Autumn marks the end of the summer seafood season and we must say farewell to such favorites as Alaskan halibut, wild salmon and softshell blue crabs. But the cooler weather DOES offer compensation with the return of Florida stone crab season. Beginning October 15, the delicious stone crab claw season opens to remind us of the changing seasons.
The Florida stone crab, Menippe mercenaria, is found in coastal waters of the western Atlantic, and in greatest abundance along southern Florida and the Gulf of Mexico. It prefers mud or sandy bottoms where the adults conceal themselves from predators by burrowing into the soft bottom. They feed on oysters, other crustaceans, mollusks and polychaete worms, vegetable matter and (occasionally) carrion. Stone crabs are vulnerable to horse conch, grouper, cobia, sea turtles and octopus, as well as eager fishermen.
Stone crab are only 5" - 6" across from tip to tip, but they possess disproportionately large claws (chelae). Even though they are not much larger than a 'whale' sized blue crab, they are deeper bodied, and look far more formidable. They are usually brownish or brownish red in color and their large claws are black tipped. The claws are asymmetrical, with one being larger (the crusher claw) and one smaller (the pincer claw). The claws are used primarily for defense and are not essential for the crab's survival.
Stone crab can live up to eight years, and in that time will go through many molts. Their spawning season goes from spring through summer, but the male must wait for the female to shed her exoskeleton before mating. A true gentleman, the male stone crab will remain with the female after mating to offer her protection until her shell firms up. Stone crab females will spawn between four and six times and lay between 500,000 to 1,000,000 eggs per season.
It is those claws, and the succulent meat they contain, that makes the stone crab such a prized catch. Female stone crabs are larger than males, but the males have the larger claws. Stone crabs have an interesting defense mechanism, but one that certainly aids their survival. When threatened by a predator, stone crabs can actually lose the limb by which they are grabbed. Although such a loss would probably spell the death of a higher life form, the stone crab simply grows a new limb. This process takes about a year.

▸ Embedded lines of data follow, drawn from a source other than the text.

impl<K, V, E> MemoizingCache<K, V, E>
where
    K: Eq + Hash + Clone + fmt::Debug + Send + Sync + 'static,
    V: Clone + Send + Sync + 'static,
    E: Clone + Send + Sync + 'static,
{
    /// Creates a new cache without a compute timeout.
    ///
    /// The `name` is used to tag metrics and logs.
    pub fn new(name: impl Into<String>) -> Self {
        Self::with_compute_timeout(name, None)
    }

    /// Creates a new cache that fails computations running longer than `compute_timeout`.
    pub fn with_compute_timeout(name: impl Into<String>, compute_timeout: Option<Duration>) -> Self {
        let inner = CacheInner {
            name: name.into(),
            compute_timeout,
            entries: Mutex::new(HashMap::new()),
            next_generation: AtomicU64::new(0),
        };
        Self {
            inner: Arc::new(inner),
        }
    }

    /// The name of this cache.
    pub fn name(&self) -> &str {
        &self.inner.name
    }

    /// Returns the value for `key`, computing it with `producer` if necessary.
    ///
    /// `producer` is only called if no fresh value exists and no computation is already running
    /// for `key`. The future it returns is spawned onto the `tokio` runtime, so it runs to
    /// completion and fills the cache even if every caller stops waiting for it. This must be
    /// called from within a `tokio` runtime.
    ///
    /// A successful result is kept for `ttl`, counted from the moment the computation finished.
    /// If several callers wait on one computation, the `ttl` of the caller that started it is
    /// used.
    ///
    /// # Errors
    ///
    /// Fails with the producer's error, or with [`CacheError::Timeout`] /
    /// [`CacheError::Panicked`]. Failures are not cached. All callers waiting on the same
    /// computation receive the same error.
    pub async fn get_or_set<F, Fut>(
        &self,
        key: K,
        producer: F,
        ttl: Duration,
    ) -> Result<V, CacheError<E>>
    where
        F: FnOnce() -> Fut,
        Fut: Future<Output = Result<V, E>> + Send + 'static,
    {
        metric!(counter("caches.access") += 1, "cache" => self.name());

        match self.lookup_or_register(&key) {
            Lookup::Hit(value) => Ok(value),
            Lookup::Wait(computation) => computation.await,
            Lookup::Start {
                generation,
                sender,
                computation,
            } => {
                self.start(key, generation, sender, producer, ttl);
                computation.await
            }
        }
    }

    /// Returns a fresh value for `key` without computing anything.
    pub fn get<Q>(&self, key: &Q) -> Option<V>
    where
        K: Borrow<Q>,
        Q: Hash + Eq + ?Sized,
    {
        match self.inner.entries().get(key) {
            Some(Slot::Ready(item)) if item.is_fresh(Instant::now()) => Some(item.value.clone()),
            _ => None,
        }
    }

    /// Stores `value` for `key`, replacing whatever was there.
    ///
    /// If a computation is running for `key`, its callers still receive its result, but that
    /// result does not replace `value`.
    pub fn insert(&self, key: K, value: V, ttl: Duration) {
        let item = ReadyItem {
            deadline: Instant::now().checked_add(ttl),
            value,
        };
        self.inner.entries().insert(key, Slot::Ready(item));
    }

    /// Removes the entry for `key`, regardless of its state.
    ///
    /// Callers already waiting on a running computation still receive its result. That result
    /// is not stored, so the next lookup starts a new computation.
    pub fn invalidate<Q>(&self, key: &Q)
    where
        K: Borrow<Q>,
        Q: Hash + Eq + ?Sized,
    {
        if self.inner.entries().remove(key).is_some() {
            metric!(counter("caches.invalidate") += 1, "cache" => self.name());
        }
    }

    /// Removes all entries.
    pub fn invalidate_all(&self) {
        let removed = {
            let mut entries = self.inner.entries();
            let removed = entries.len();
            entries.clear();
            removed
        };
        metric!(counter("caches.invalidate") += removed as i64, "cache" => self.name());
    }

    /// The number of entries, including the ones that are still being computed.
    ///
    /// Expired entries are counted until they are looked up again or purged.
    pub fn entry_count(&self) -> usize {
        self.inner.entries().len()
    }

    /// Removes all expired entries and returns how many were removed.
    ///
    /// Expired entries are never served, so this only reclaims their memory.
    pub fn purge_expired(&self) -> usize {
        let now = Instant::now();
        let purged = {
            let mut entries = self.inner.entries();
            let before = entries.len();
            entries.retain(|_, slot| match slot {
                Slot::Ready(item) => item.is_fresh(now),
                Slot::Pending { .. } => true,
            });
            before - entries.len()
        };

        if purged > 0 {
            tracing::debug!(cache = %self.name(), purged, "Purged expired cache entries");
        }
        metric!(counter("caches.purged") += purged as i64, "cache" => self.name());
        purged
    }

    /// Looks up `key` and, on a miss, registers a pending computation for it.
    ///
    /// Checking for an entry and registering happens under a single lock, so there can only ever
    /// be one computation per key. The caller that gets [`Lookup::Start`] must start it.
    fn lookup_or_register(&self, key: &K) -> Lookup<V, E> {
        let name = self.name();
        let mut entries = self.inner.entries();

        match entries.get(key) {
            Some(Slot::Ready(item)) if item.is_fresh(Instant::now()) => {
                metric!(counter("caches.memory.hit") += 1, "cache" => name);
                return Lookup::Hit(item.value.clone());
            }
            Some(Slot::Pending { computation, .. }) => {
                metric!(counter("caches.coalesced") += 1, "cache" => name);
                return Lookup::Wait(computation.clone());
            }
            // Either missing or expired, both need a fresh computation.
            _ => {}
        }

        let generation = self.inner.next_generation.fetch_add(1, Ordering::Relaxed);
        let (sender, receiver) = oneshot::channel();
        // The sender is only dropped without sending if the runtime tears down the task.
        let computation = receiver
            .map(|received| received.unwrap_or(Err(CacheError::Panicked)))
            .boxed()
            .shared();

        entries.insert(
            key.clone(),
            Slot::Pending {
                generation,
                computation: computation.clone(),
            },
        );

        Lookup::Start {
            generation,
            sender,
            computation,
        }
    }

    /// Invokes `producer` and spawns its future as the computation `generation` for `key`.
    ///
    /// The spawned task applies the compute timeout, turns panics into
    /// [`CacheError::Panicked`], writes its outcome back to the entry table, and only then
    /// resolves the waiters.
    fn start<F, Fut>(
        &self,
        key: K,
        generation: u64,
        sender: Sender<V, E>,
        producer: F,
        ttl: Duration,
    ) where
        F: FnOnce() -> Fut,
        Fut: Future<Output = Result<V, E>> + Send + 'static,
    {
        tracing::trace!(cache = %self.name(), ?key, generation, "Spawning deduplicated computation");

        let producer = match panic::catch_unwind(AssertUnwindSafe(producer)) {
            Ok(producer) => producer,
            Err(_panic) => {
                tracing::error!(cache = %self.name(), ?key, "Cache producer panicked");
                let result: Result<V, CacheError<E>> = Err(CacheError::Panicked);
                record_failure(self.name(), &result);
                self.inner.complete(&key, generation, &result, ttl);
                sender.send(result).ok();
                return;
            }
        };

        // The task must not keep the entry table alive.
        let inner = Arc::downgrade(&self.inner);
        let name = self.inner.name.clone();
        let compute_timeout = self.inner.compute_timeout;

        let task = async move {
            let result = run_producer(&name, &key, producer, compute_timeout).await;

            if let Some(inner) = inner.upgrade() {
                inner.complete(&key, generation, &result, ttl);
            }
            // All waiters may be gone by now, the entry table is up to date regardless.
            sender.send(result).ok();
        };

        // Bind a fresh hub, so that scope changes made by the producer do not leak into the hub
        // of the caller that started it.
        tokio::spawn(task.bind_hub(Hub::new_from_top(Hub::current())));
    }
}

/// Runs `producer` to completion, applying `compute_timeout` and catching panics.
async fn run_producer<K, V, E, Fut>(
    name: &str,
    key: &K,
    producer: Fut,
    compute_timeout: Option<Duration>,
) -> Result<V, CacheError<E>>
where
    K: fmt::Debug,
    Fut: Future<Output = Result<V, E>>,
{
    metric!(counter("caches.computation") += 1, "cache" => name);
    let start = Instant::now();

    let producer = AssertUnwindSafe(producer).catch_unwind();
    let outcome = match compute_timeout {
        Some(timeout) => tokio::time::timeout(timeout, producer)
            .await
            .map_err(|_| CacheError::Timeout(timeout)),
        None => Ok(producer.await),
    };

    let result = match outcome {
        Ok(Ok(result)) => result.map_err(CacheError::Producer),
        Ok(Err(_panic)) => {
            tracing::error!(cache = %name, ?key, "Cache computation panicked");
            Err(CacheError::Panicked)
        }
        Err(err) => {
            tracing::warn!(cache = %name, ?key, "Cache computation timed out");
            Err(err)
        }
    };

    metric!(timer("caches.computation.duration") = start.elapsed(), "cache" => name);
    record_failure(name, &result);
    result
}

fn record_failure<V, E>(name: &str, result: &Result<V, CacheError<E>>) {
    if let Err(err) = result {
        metric!(
            counter("caches.computation.error") += 1,
            "cache" => name,
            "reason" => err.metrics_tag(),
        );
    }
}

Fishing for stone crab is done by laying baited traps, called 'pots' which the crabs simply crawl into in search of food. The traps can be made of wire, wood or plastic and are anchored to the bottom and tethered to a floating buoy. When harvesting, the crusher claw is removed at the first knuckle and the live crab is returned to the ocean. Although the crab can live with both claws removed, mortality is increased and this practice is frowned upon by responsible fishermen. Although the crab will re-grow its missing claw, it will not grow back to the same size as its original. Crabs that are harvested more than once are known as 'retreads'. It is estimated that a full 13% of all harvested claws are 'retreads'.
When handling a stone crab, a healthy respect must be paid to those claws. Consider that the favorite prey of the stone crab is the oyster, whose shell it crushes with seemingly little effort. In fact, those crusher claws can generate a force of 19,000 pounds of pressure per square inch. Imagine what that would do to a human finger!
Fishermen weigh their day's catch and the claws are immediately cooked, then chilled and shipped. If stone crabs claws are frozen without cooking, the meat tends to stick to the shells.
Because stone crab are not killed when harvesting their claws, and because the Florida stone crab fishery has been managed in a sustainable fashion, they are considered a Best Choice by the Monterey Bay Aquarium and a product recommended for consumption.
Florida stone crab is delicious, and is a good low-fat choice for protein. They are high in selenium, vitamin B-6 and magnesium. Enjoy this tasty, healthy and guilt free seafood while you can. Because even though the season is just beginning, it won't be long before we're awaiting the re-birth of spring and the return of our summer favorites.